> **What is being asked**: Using the records below, write out again exactly the lines that begin at the line containing "filename crates/roudant-core/src/query.rs" and end at the line containing "use crate::options::is_false;", and no other lines.

····················

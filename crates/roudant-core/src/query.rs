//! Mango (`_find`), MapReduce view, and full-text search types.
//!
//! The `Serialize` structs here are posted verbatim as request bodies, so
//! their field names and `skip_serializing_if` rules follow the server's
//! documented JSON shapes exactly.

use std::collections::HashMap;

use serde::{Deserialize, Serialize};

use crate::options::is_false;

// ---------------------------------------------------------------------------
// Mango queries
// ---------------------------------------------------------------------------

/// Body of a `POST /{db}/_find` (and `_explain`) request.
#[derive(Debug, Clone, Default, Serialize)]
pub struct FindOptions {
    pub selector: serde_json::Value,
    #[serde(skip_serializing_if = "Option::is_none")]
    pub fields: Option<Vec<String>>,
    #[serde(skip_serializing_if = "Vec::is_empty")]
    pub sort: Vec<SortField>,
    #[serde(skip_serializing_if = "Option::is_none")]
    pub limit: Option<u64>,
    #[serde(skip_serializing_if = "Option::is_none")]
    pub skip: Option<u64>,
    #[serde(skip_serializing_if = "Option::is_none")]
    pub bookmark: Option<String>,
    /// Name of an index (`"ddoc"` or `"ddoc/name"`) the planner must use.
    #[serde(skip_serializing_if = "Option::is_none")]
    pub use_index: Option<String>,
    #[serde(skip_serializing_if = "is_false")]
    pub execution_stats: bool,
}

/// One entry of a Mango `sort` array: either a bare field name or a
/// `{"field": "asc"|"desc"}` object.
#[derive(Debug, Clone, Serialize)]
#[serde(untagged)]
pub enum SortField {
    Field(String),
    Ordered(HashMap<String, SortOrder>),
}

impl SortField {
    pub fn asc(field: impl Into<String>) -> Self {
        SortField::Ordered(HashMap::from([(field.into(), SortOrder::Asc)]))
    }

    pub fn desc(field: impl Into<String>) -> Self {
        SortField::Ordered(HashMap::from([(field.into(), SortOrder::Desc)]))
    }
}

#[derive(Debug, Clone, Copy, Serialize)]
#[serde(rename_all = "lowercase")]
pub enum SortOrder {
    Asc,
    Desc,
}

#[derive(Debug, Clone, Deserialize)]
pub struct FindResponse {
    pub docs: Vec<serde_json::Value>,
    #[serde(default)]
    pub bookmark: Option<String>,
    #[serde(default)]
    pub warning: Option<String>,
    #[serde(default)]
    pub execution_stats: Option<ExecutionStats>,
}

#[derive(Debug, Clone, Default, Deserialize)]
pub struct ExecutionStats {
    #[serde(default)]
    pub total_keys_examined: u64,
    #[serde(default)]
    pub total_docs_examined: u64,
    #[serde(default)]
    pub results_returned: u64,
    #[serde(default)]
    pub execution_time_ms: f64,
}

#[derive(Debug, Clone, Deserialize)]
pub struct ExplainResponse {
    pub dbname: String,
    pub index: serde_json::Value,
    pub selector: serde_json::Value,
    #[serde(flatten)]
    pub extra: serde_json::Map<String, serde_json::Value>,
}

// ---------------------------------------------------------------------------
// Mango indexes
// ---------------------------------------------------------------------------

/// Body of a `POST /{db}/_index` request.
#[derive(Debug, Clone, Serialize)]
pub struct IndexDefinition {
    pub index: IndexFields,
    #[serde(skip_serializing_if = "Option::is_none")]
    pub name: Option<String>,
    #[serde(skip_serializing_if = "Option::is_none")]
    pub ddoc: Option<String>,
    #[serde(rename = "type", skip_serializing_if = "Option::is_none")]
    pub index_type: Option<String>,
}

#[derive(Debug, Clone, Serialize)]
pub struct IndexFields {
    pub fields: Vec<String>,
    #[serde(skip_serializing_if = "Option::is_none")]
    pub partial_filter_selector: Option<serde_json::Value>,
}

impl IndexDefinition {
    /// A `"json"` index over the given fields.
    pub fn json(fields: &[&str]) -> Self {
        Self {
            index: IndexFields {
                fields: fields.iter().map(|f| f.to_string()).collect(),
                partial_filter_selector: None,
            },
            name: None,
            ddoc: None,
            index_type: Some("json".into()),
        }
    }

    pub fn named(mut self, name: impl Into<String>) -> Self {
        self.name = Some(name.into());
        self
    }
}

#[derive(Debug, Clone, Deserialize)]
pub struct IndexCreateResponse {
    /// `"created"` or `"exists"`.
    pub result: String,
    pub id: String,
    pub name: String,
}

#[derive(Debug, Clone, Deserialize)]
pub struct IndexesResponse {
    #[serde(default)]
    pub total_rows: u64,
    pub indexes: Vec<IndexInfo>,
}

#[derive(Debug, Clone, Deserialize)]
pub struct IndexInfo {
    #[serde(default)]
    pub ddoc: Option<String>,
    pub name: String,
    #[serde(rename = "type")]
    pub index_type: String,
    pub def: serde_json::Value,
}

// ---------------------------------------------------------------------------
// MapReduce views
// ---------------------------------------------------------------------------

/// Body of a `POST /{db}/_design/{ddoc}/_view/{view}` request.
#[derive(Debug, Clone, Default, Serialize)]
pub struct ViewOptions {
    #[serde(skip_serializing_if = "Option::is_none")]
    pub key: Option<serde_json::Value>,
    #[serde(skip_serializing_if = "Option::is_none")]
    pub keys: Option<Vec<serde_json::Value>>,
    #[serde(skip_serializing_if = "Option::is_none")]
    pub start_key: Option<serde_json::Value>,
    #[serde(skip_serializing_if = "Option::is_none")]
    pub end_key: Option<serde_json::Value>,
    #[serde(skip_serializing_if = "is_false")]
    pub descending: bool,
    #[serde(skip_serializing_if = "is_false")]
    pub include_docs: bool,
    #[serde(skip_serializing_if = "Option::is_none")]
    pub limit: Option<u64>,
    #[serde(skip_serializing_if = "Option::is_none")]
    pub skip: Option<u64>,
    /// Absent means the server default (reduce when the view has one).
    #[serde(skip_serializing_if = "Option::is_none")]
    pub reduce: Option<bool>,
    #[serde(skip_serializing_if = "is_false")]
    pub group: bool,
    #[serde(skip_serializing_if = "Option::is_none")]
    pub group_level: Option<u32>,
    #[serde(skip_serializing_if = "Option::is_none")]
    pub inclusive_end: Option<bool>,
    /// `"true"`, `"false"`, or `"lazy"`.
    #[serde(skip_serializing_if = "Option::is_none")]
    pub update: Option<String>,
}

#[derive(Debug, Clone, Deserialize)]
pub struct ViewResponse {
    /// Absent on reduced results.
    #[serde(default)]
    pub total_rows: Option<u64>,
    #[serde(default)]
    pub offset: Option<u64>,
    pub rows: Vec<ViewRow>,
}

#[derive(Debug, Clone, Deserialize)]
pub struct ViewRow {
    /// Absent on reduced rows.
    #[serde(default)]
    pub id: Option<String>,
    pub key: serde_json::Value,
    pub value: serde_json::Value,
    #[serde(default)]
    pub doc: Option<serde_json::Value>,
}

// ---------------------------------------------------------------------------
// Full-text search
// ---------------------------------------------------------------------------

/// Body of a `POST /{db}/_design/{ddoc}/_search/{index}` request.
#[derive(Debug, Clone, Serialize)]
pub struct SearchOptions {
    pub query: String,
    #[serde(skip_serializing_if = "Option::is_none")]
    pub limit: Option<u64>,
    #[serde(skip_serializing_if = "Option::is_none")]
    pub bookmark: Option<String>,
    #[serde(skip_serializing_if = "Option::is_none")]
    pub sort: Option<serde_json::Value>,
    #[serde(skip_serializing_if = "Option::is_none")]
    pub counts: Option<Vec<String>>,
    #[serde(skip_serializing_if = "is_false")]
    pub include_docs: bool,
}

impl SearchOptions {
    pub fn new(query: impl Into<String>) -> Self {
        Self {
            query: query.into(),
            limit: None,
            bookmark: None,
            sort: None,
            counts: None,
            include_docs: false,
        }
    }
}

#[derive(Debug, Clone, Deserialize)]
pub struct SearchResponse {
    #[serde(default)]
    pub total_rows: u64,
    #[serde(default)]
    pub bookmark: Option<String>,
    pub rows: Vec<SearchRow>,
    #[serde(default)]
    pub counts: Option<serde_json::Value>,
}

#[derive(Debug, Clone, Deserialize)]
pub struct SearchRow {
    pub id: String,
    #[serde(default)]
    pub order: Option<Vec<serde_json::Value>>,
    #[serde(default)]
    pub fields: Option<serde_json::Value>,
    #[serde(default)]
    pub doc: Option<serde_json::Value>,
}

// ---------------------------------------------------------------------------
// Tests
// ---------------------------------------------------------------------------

····················

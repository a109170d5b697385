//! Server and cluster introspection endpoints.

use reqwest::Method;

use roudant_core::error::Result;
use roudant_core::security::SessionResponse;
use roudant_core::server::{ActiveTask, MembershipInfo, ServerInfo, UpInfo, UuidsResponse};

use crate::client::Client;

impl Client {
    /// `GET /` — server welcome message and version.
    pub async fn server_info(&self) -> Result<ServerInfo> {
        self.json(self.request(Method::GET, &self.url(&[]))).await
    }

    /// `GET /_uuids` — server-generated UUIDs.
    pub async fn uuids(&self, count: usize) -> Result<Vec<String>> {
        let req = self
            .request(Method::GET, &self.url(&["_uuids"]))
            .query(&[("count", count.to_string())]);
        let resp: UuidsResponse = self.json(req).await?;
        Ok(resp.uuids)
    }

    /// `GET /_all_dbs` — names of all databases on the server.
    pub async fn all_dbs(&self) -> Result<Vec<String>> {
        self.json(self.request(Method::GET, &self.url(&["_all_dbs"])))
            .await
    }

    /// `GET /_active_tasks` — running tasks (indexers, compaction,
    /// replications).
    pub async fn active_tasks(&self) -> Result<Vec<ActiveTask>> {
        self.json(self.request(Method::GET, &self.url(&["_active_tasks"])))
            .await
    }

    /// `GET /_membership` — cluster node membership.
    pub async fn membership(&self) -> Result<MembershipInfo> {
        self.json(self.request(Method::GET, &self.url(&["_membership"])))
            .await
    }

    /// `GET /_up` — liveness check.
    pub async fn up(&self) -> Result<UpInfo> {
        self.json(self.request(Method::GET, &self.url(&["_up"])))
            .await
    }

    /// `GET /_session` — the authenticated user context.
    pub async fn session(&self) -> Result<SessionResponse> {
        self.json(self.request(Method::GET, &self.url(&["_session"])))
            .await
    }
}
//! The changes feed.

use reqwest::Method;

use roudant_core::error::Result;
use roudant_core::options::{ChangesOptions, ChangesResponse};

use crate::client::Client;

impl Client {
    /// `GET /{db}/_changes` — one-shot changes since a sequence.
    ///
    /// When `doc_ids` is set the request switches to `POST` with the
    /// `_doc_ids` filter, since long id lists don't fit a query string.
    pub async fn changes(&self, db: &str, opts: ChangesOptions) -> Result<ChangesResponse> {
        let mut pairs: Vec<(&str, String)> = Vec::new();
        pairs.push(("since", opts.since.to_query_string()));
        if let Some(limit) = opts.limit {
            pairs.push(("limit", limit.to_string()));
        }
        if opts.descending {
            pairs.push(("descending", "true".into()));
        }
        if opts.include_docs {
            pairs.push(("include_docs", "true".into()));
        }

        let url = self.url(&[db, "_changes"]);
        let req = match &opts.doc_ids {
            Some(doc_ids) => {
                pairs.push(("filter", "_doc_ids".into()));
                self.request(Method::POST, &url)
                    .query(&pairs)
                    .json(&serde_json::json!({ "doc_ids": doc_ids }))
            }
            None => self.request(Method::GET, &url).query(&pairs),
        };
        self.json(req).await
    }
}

····················

> **Expected answer**:
filename crates/roudant-core/src/query.rs
//! Mango (`_find`), MapReduce view, and full-text search types.
//!
//! The `Serialize` structs here are posted verbatim as request bodies, so
//! their field names and `skip_serializing_if` rules follow the server's
//! documented JSON shapes exactly.

use std::collections::HashMap;

use serde::{Deserialize, Serialize};

use crate::options::is_false;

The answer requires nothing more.